Botswana Telecommunication Authority (BTA) has engaged experts in telecommunication matters to assist in the development of a new telephone numbering policy and to work on the telephone numbering User’s Guide for Botswana.

Speaking at the consultation workshop which discussed the draft report on this issue, the Director of Engineering Services, Tiro Mosinyi, said that BTA had engaged Geoff Morgan and Geoff Knight from Adam Smith International (ASI) Limited, a UK based consulting firm, and their local partners Baatlhodi Molatlhegi and John Hinchcliffe.

He stated that telephone number administration would become core to the proposed liberalized roadmap that was recently announced by the minister.

Mosinyi said that they recognized the fact that depletable resources such as telephone numbers were vital to the successful implementation of the liberalization initiative, and, therefore, needed to be administered prudently and equitably.
“It is therefore important that we get it right the first time,” he stressed.

“A telephone number serves the dual purpose of acting as a unique identifier for the individual subscriber, while at the same time informing the network to route a call destined for that subscriber.”

Their ultimate goal, he said, should be a properly structured numbering framework that did not change too often, but one designed to provide access to new technologies as they emerge.

BTA Chairman of the Board, Dr Mothibi, highlighted that the Telecommunication Act of 1996, required the BTA to ‘establish and maintain a non-discriminatory and efficient numbering system to be applied by all providers and operators of the telecommunication services.”

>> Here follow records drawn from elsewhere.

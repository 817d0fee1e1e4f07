//! Initial schema: users, stokvels, enrollments and the payment ledger.

use sea_orm_migration::prelude::*;

#[derive(DeriveMigrationName)]
pub struct Migration;

#[async_trait::async_trait]
impl MigrationTrait for Migration {
    async fn up(&self, manager: &SchemaManager) -> Result<(), DbErr> {
        let db = manager.get_connection();
        db.execute_unprepared(INITIAL_SQL).await?;
        Ok(())
    }

    async fn down(&self, manager: &SchemaManager) -> Result<(), DbErr> {
        let db = manager.get_connection();
        db.execute_unprepared(
            "DROP TABLE IF EXISTS payments, stokvel_enrollments, stokvels, users CASCADE;",
        )
        .await?;
        Ok(())
    }
}

const INITIAL_SQL: &str = r"
CREATE TABLE users (
    id UUID PRIMARY KEY,
    name VARCHAR(100) NOT NULL,
    surname VARCHAR(100) NOT NULL,
    email VARCHAR(255) UNIQUE,
    id_number VARCHAR(20),
    password_hash TEXT NOT NULL,
    joined_at TIMESTAMPTZ NOT NULL DEFAULT now()
);

CREATE TABLE stokvels (
    id UUID PRIMARY KEY,
    name VARCHAR(200) NOT NULL,
    number_people INTEGER NOT NULL,
    goal TEXT NOT NULL,
    monthly_contribution NUMERIC(14, 2) NOT NULL,
    net_value BIGINT NOT NULL DEFAULT 0,
    interest_rate NUMERIC(5, 2) NOT NULL DEFAULT 0,
    started_at TIMESTAMPTZ NOT NULL,
    end_at TIMESTAMPTZ,
    created_at TIMESTAMPTZ NOT NULL DEFAULT now(),
    CONSTRAINT chk_stokvels_net_value CHECK (net_value >= 0),
    CONSTRAINT chk_stokvels_number_people CHECK (number_people >= 1),
    CONSTRAINT chk_stokvels_monthly_contribution CHECK (monthly_contribution > 0),
    CONSTRAINT chk_stokvels_interest_rate CHECK (interest_rate >= 0),
    CONSTRAINT chk_stokvels_end_after_start CHECK (end_at IS NULL OR end_at > started_at)
);

CREATE TABLE stokvel_enrollments (
    id UUID PRIMARY KEY,
    user_id UUID NOT NULL REFERENCES users(id) ON DELETE CASCADE,
    stokvel_id UUID NOT NULL REFERENCES stokvels(id) ON DELETE CASCADE,
    is_admin BOOLEAN NOT NULL DEFAULT false,
    enrolled_at TIMESTAMPTZ NOT NULL DEFAULT now(),
    CONSTRAINT uq_enrollments_user_stokvel UNIQUE (user_id, stokvel_id)
);

CREATE INDEX idx_enrollments_stokvel ON stokvel_enrollments(stokvel_id);

-- Append-only ledger. Withdrawals are negative rows at full precision.
CREATE TABLE payments (
    id UUID PRIMARY KEY,
    user_id UUID NOT NULL REFERENCES users(id) ON DELETE RESTRICT,
    stokvel_id UUID NOT NULL REFERENCES stokvels(id) ON DELETE RESTRICT,
    amount NUMERIC NOT NULL,
    paid_at TIMESTAMPTZ NOT NULL,
    paid_offset_seconds INTEGER NOT NULL DEFAULT 0,
    created_at TIMESTAMPTZ NOT NULL DEFAULT now(),
    CONSTRAINT chk_payments_amount_non_zero CHECK (amount <> 0),
    CONSTRAINT chk_payments_offset_range CHECK (paid_offset_seconds BETWEEN -86399 AND 86399)
);

-- Net position lookups by the withdrawal engine
CREATE INDEX idx_payments_member ON payments(user_id, stokvel_id);

-- Newest-first history
CREATE INDEX idx_payments_stokvel_paid ON payments(stokvel_id, paid_at DESC);
CREATE INDEX idx_payments_paid ON payments(paid_at DESC);
";
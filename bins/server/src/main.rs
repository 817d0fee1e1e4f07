//! Stokvel API server.
//!
//! Main entry point for the stokvel backend service.

use anyhow::Context;
use tokio::net::TcpListener;
use tracing::info;
use tracing_subscriber::{EnvFilter, fmt, layer::SubscriberExt, util::SubscriberInitExt};

use stokvel_api::{AppState, create_router};
use stokvel_db::connect;
use stokvel_shared::AppConfig;

#[tokio::main]
async fn main() -> anyhow::Result<()> {
    dotenvy::dotenv().ok();

    let config = AppConfig::load().context("failed to load configuration")?;

    let json = config.logging.json;
    tracing_subscriber::registry()
        .with(
            EnvFilter::try_from_default_env()
                .unwrap_or_else(|_| "stokvel=debug,tower_http=debug".into()),
        )
        .with(json.then(|| fmt::layer().json()))
        .with((!json).then(fmt::layer))
        .init();

    let db = connect(
        &config.database.url,
        config.database.max_connections,
        config.database.min_connections,
    )
    .await
    .context("failed to connect to database")?;
    info!(
        max_connections = config.database.max_connections,
        "Connected to database"
    );

    let timezone = config.contributions.timezone;
    info!(%timezone, "Contribution bookkeeping zone");

    let app = create_router(AppState::new(db, timezone));

    let addr = format!("{}:{}", config.server.host, config.server.port);
    let listener = TcpListener::bind(&addr)
        .await
        .with_context(|| format!("failed to bind {addr}"))?;
    info!("Server listening on {}", addr);

    axum::serve(listener, app).await?;

    Ok(())
}
//! Stokvel management routes.

use axum::{
    Json, Router,
    extract::{Path, Query, State},
    http::StatusCode,
    response::IntoResponse,
    routing::get,
};
use chrono::{DateTime, FixedOffset, Utc};
use rust_decimal::Decimal;
use serde::{Deserialize, Serialize};
use stokvel_core::assistant::{
    PAYMENT_HISTORY_LIMIT, PaymentFilter, PaymentRecord, StokvelDirectory, StokvelSummary,
};
use stokvel_core::contribution::{MemberStanding, evaluate_payment_status, member_standing};
use stokvel_core::stokvel::{NewStokvel, StokvelError};
use stokvel_db::repositories::directory::summary;
use stokvel_db::{EnrollmentRepository, PaymentRepository, StokvelRepository};
use stokvel_shared::types::{PageRequest, PageResponse, StokvelId, UserId};
use tracing::info;
use uuid::Uuid;
use validator::{Validate, ValidationError};

use crate::{AppState, error::ApiError};

/// Creates the stokvel routes.
pub fn routes() -> Router<AppState> {
    Router::new()
        .route("/stokvels", get(list_stokvels).post(create_stokvel))
        .route("/stokvels/{id}", get(get_stokvel))
        .route("/stokvels/{id}/members", get(list_members))
        .route("/stokvels/{id}/members/{user_id}/status", get(member_status))
        .route("/stokvels/{id}/payments", get(list_payments))
        .route("/stokvels/{id}/statistics", get(statistics))
}

pub(super) fn positive(value: &Decimal) -> Result<(), ValidationError> {
    if *value > Decimal::ZERO {
        Ok(())
    } else {
        Err(ValidationError::new("must_be_positive"))
    }
}

fn non_negative(value: &Decimal) -> Result<(), ValidationError> {
    if value.is_sign_negative() && !value.is_zero() {
        Err(ValidationError::new("must_not_be_negative"))
    } else {
        Ok(())
    }
}

/// Request body for creating a stokvel.
#[derive(Debug, Deserialize, Validate)]
pub struct CreateStokvelRequest {
    /// Display name.
    #[validate(length(min = 1, max = 100))]
    pub name: String,
    /// Target number of members.
    #[validate(range(min = 1))]
    pub number_people: i32,
    /// What the group is saving towards.
    #[validate(length(min = 1))]
    pub goal: String,
    /// Expected contribution per member per month.
    #[validate(custom(function = "positive"))]
    pub monthly_contribution: Decimal,
    /// Opening balance in whole currency units.
    #[serde(default)]
    #[validate(range(min = 0))]
    pub net_value: i64,
    /// Interest rate as a percentage.
    #[serde(default)]
    #[validate(custom(function = "non_negative"))]
    pub interest_rate: Decimal,
    /// Start of the savings cycle.
    pub started_at: DateTime<FixedOffset>,
    /// End of the savings cycle, if fixed.
    pub end_at: Option<DateTime<FixedOffset>>,
}

impl From<CreateStokvelRequest> for NewStokvel {
    fn from(req: CreateStokvelRequest) -> Self {
        Self {
            name: req.name,
            number_people: req.number_people,
            goal: req.goal,
            monthly_contribution: req.monthly_contribution,
            net_value: req.net_value,
            interest_rate: req.interest_rate,
            started_at: req.started_at,
            end_at: req.end_at,
        }
    }
}

/// A member's compliance with the monthly contribution.
#[derive(Debug, Serialize)]
pub struct MemberStatusResponse {
    /// Member.
    pub user_id: UserId,
    /// Stokvel.
    pub stokvel_id: StokvelId,
    /// Derived standing for the current month.
    #[serde(flatten)]
    pub standing: MemberStanding,
}

/// POST `/stokvels` - Create a stokvel.
async fn create_stokvel(
    State(state): State<AppState>,
    Json(req): Json<CreateStokvelRequest>,
) -> Result<impl IntoResponse, ApiError> {
    req.validate()?;

    let stokvel = StokvelRepository::new((*state.db).clone())
        .create(req.into())
        .await?;

    info!(stokvel_id = %stokvel.id, "Stokvel created via API");
    Ok((StatusCode::CREATED, Json(summary(stokvel))))
}

/// GET `/stokvels` - List stokvels, oldest first.
async fn list_stokvels(
    State(state): State<AppState>,
    Query(page): Query<PageRequest>,
) -> Result<Json<PageResponse<StokvelSummary>>, ApiError> {
    let page = page.normalized();
    let (rows, total) = StokvelRepository::new((*state.db).clone())
        .list(page.clone())
        .await?;

    Ok(Json(PageResponse::new(
        rows.into_iter().map(summary).collect(),
        page.page,
        page.per_page,
        total,
    )))
}

/// GET `/stokvels/{id}` - Stokvel with enrollment and payment counts.
async fn get_stokvel(
    State(state): State<AppState>,
    Path(id): Path<Uuid>,
) -> Result<impl IntoResponse, ApiError> {
    let detail = state
        .directory()
        .get_stokvel(StokvelId::from(id))
        .await?
        .ok_or_else(|| ApiError::not_found("stokvel"))?;

    Ok(Json(detail))
}

async fn ensure_stokvel(state: &AppState, id: Uuid) -> Result<(), ApiError> {
    StokvelRepository::new((*state.db).clone())
        .find_by_id(id)
        .await?
        .map(|_| ())
        .ok_or_else(|| ApiError::not_found("stokvel"))
}

/// GET `/stokvels/{id}/members` - Enrolled members, earliest first.
async fn list_members(
    State(state): State<AppState>,
    Path(id): Path<Uuid>,
) -> Result<impl IntoResponse, ApiError> {
    ensure_stokvel(&state, id).await?;
    let members = state.directory().stokvel_members(StokvelId::from(id)).await?;
    Ok(Json(members))
}

/// GET `/stokvels/{id}/payments` - Latest payments with derived status.
async fn list_payments(
    State(state): State<AppState>,
    Path(id): Path<Uuid>,
) -> Result<impl IntoResponse, ApiError> {
    ensure_stokvel(&state, id).await?;

    let filter = PaymentFilter {
        user_id: None,
        stokvel_id: Some(StokvelId::from(id)),
    };
    let now = Utc::now();
    let records: Vec<PaymentRecord> = state
        .directory()
        .payment_history(filter, PAYMENT_HISTORY_LIMIT)
        .await?
        .into_iter()
        .map(|row| {
            let status = evaluate_payment_status(Some(&row.paid_at), &now);
            PaymentRecord::from_row(row, status)
        })
        .collect();

    Ok(Json(records))
}

/// GET `/stokvels/{id}/statistics` - Membership and payment aggregates.
async fn statistics(
    State(state): State<AppState>,
    Path(id): Path<Uuid>,
) -> Result<impl IntoResponse, ApiError> {
    let report = state
        .directory()
        .stokvel_statistics(StokvelId::from(id))
        .await?
        .ok_or_else(|| ApiError::not_found("stokvel"))?;

    Ok(Json(report))
}

/// GET `/stokvels/{id}/members/{user_id}/status` - Whether a member has paid this month.
async fn member_status(
    State(state): State<AppState>,
    Path((id, user_id)): Path<(Uuid, Uuid)>,
) -> Result<impl IntoResponse, ApiError> {
    ensure_stokvel(&state, id).await?;

    if EnrollmentRepository::new((*state.db).clone())
        .find(user_id, id)
        .await?
        .is_none()
    {
        return Err(StokvelError::NotEnrolled.into());
    }

    let entries = PaymentRepository::new((*state.db).clone())
        .member_entries(user_id, id)
        .await?;

    Ok(Json(MemberStatusResponse {
        user_id: UserId::from(user_id),
        stokvel_id: StokvelId::from(id),
        standing: member_standing(&entries, &Utc::now()),
    }))
}

#[cfg(test)]
mod tests {
    use super::*;
    use crate::test_support::{json_request, test_app};
    use serde_json::json;
    use tower::ServiceExt;

    fn valid_body() -> serde_json::Value {
        json!({
            "name": "Burial Society",
            "number_people": 10,
            "goal": "Funeral cover",
            "monthly_contribution": "250",
            "started_at": "2025-01-01T00:00:00+02:00"
        })
    }

    #[test]
    fn test_valid_request_passes_validation() {
        let req: CreateStokvelRequest = serde_json::from_value(valid_body()).unwrap();
        assert!(req.validate().is_ok());
        assert_eq!(req.net_value, 0);
        assert_eq!(req.interest_rate, Decimal::ZERO);
    }

    #[test]
    fn test_zero_contribution_fails_validation() {
        let mut body = valid_body();
        body["monthly_contribution"] = json!("0");
        let req: CreateStokvelRequest = serde_json::from_value(body).unwrap();
        let errors = req.validate().unwrap_err();
        assert!(errors.field_errors().contains_key("monthly_contribution"));
    }

    #[tokio::test]
    async fn test_create_rejects_empty_name_before_database() {
        let mut body = valid_body();
        body["name"] = json!("");

        let response = test_app()
            .oneshot(json_request("POST", "/api/v1/stokvels", &body))
            .await
            .unwrap();

        assert_eq!(response.status(), StatusCode::BAD_REQUEST);
    }

    #[tokio::test]
    async fn test_create_rejects_negative_opening_balance() {
        let mut body = valid_body();
        body["net_value"] = json!(-1);

        let response = test_app()
            .oneshot(json_request("POST", "/api/v1/stokvels", &body))
            .await
            .unwrap();

        assert_eq!(response.status(), StatusCode::BAD_REQUEST);
    }
}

He said the spirit of the exercise was to ensure that all telecommunication operators and service providers in Botswana had an equitable and fair share of the numbering resources allocated to them.

“This will satisfy the current and future consumer needs for the telecommunication services,” he said.
According to Mosinyi the study should provide draft telephone numbering regulations to be used for the enforcement of the provisions of the Telecommunications Act, taking into consideration the current and the future developments in areas of telephone numbers’ management.

“This is particularly of great importance and relevance to the sector following the August 2006 announcement about further liberalization of the industry by the Minister of Communication, Science and Technology,” said Mosinyi.